↓↓↓
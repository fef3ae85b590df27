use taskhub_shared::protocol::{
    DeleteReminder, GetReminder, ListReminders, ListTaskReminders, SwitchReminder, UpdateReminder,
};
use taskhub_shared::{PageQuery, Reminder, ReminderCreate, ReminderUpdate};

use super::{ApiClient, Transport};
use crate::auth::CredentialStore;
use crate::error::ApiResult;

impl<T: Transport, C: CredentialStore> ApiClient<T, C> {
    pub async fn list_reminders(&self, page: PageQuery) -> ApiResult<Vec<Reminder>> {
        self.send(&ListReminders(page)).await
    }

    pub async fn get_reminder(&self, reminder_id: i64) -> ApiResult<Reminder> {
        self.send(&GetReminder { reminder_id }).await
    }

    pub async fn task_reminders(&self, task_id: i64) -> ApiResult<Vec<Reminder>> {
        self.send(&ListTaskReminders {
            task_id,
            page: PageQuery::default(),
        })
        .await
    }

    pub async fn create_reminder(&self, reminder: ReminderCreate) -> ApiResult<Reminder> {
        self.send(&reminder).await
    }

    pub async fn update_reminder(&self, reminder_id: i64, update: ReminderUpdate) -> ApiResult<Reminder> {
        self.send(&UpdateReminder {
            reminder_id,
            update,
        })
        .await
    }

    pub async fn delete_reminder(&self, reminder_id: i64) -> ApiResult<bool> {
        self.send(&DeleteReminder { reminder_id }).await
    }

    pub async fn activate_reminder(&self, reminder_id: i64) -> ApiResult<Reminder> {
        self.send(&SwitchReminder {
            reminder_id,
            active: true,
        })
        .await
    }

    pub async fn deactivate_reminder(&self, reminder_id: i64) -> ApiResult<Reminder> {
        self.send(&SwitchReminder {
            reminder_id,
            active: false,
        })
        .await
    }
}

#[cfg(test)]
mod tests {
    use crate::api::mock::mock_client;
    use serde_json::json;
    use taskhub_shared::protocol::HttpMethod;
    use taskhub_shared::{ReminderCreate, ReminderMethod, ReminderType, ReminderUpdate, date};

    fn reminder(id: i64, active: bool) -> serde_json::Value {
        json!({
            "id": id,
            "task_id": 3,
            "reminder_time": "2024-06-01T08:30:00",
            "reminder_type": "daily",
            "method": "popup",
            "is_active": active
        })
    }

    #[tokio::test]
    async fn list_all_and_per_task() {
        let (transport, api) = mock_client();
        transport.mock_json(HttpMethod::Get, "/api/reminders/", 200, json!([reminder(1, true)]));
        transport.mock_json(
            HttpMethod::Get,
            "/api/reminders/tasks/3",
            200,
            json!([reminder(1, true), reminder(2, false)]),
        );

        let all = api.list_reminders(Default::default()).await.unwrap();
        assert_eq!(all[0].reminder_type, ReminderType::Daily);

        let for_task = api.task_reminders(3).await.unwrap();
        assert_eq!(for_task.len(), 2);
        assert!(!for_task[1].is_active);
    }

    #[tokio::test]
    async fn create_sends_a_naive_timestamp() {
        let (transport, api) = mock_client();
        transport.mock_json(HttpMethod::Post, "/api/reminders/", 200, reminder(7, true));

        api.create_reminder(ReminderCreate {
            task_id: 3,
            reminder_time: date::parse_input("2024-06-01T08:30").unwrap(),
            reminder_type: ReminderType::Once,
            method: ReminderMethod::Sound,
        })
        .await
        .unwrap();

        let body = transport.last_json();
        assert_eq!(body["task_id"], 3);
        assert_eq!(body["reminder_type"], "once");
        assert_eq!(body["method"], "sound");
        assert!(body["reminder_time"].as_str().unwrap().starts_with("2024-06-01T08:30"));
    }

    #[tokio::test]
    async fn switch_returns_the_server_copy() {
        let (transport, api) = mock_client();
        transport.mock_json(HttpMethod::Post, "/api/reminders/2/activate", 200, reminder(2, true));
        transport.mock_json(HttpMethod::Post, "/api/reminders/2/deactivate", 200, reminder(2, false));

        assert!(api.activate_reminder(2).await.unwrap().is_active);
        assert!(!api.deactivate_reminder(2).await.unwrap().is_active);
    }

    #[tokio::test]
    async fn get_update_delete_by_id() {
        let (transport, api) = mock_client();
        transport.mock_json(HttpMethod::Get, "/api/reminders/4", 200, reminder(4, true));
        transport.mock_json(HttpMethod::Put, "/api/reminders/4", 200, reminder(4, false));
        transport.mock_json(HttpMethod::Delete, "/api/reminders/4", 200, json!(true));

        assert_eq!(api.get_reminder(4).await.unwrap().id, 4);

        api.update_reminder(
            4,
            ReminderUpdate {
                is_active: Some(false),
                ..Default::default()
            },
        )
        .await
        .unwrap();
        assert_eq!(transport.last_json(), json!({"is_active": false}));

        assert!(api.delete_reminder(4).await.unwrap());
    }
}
↑↑↑
↓↓↓
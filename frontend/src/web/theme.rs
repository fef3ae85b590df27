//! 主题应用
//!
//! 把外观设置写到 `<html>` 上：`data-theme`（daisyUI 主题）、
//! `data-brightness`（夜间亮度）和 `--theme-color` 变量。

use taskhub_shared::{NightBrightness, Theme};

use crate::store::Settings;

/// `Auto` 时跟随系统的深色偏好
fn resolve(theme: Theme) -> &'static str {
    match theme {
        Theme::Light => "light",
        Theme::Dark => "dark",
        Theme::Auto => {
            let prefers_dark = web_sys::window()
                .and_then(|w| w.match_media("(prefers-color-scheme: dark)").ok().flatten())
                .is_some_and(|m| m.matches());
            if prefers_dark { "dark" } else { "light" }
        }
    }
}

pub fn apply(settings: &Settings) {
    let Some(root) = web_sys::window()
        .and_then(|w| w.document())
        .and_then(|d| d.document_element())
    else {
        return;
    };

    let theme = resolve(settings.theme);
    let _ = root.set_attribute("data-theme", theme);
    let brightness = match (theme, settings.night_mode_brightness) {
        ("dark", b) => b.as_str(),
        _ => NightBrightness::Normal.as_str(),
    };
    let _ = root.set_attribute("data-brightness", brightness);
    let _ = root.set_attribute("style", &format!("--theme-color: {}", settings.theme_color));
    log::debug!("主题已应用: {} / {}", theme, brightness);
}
↑↑↑
↓↓↓
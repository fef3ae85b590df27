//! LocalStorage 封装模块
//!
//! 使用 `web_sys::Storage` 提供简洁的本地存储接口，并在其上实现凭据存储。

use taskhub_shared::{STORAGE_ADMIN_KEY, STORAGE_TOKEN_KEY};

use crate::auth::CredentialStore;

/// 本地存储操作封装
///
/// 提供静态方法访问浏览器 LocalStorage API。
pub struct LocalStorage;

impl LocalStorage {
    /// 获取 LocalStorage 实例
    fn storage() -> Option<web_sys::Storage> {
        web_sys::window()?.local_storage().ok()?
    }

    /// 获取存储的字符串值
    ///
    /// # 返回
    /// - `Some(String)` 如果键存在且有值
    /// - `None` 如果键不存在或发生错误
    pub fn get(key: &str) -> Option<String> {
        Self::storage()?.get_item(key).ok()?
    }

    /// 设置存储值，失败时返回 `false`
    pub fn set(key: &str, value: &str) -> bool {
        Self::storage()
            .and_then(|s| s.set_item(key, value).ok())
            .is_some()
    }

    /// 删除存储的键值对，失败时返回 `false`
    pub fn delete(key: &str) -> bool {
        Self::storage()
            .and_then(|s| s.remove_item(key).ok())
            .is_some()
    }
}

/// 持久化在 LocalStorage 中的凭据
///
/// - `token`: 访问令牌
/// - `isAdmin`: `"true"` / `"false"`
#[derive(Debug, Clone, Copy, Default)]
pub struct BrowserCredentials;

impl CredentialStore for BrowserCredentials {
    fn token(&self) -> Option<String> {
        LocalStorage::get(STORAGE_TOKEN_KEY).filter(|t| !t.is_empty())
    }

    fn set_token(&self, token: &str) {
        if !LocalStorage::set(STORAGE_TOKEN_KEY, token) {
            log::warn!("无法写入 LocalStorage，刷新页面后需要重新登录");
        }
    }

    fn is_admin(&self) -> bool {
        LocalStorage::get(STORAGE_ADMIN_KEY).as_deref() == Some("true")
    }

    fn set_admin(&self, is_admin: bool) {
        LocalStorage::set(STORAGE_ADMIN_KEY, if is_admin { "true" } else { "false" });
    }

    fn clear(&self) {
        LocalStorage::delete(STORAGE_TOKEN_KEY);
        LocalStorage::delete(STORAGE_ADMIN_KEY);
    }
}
↑↑↑
Find every line in the listing that holds the string "Post", then say how many there are as a bare number.

#### EXERCISE RESULT:
3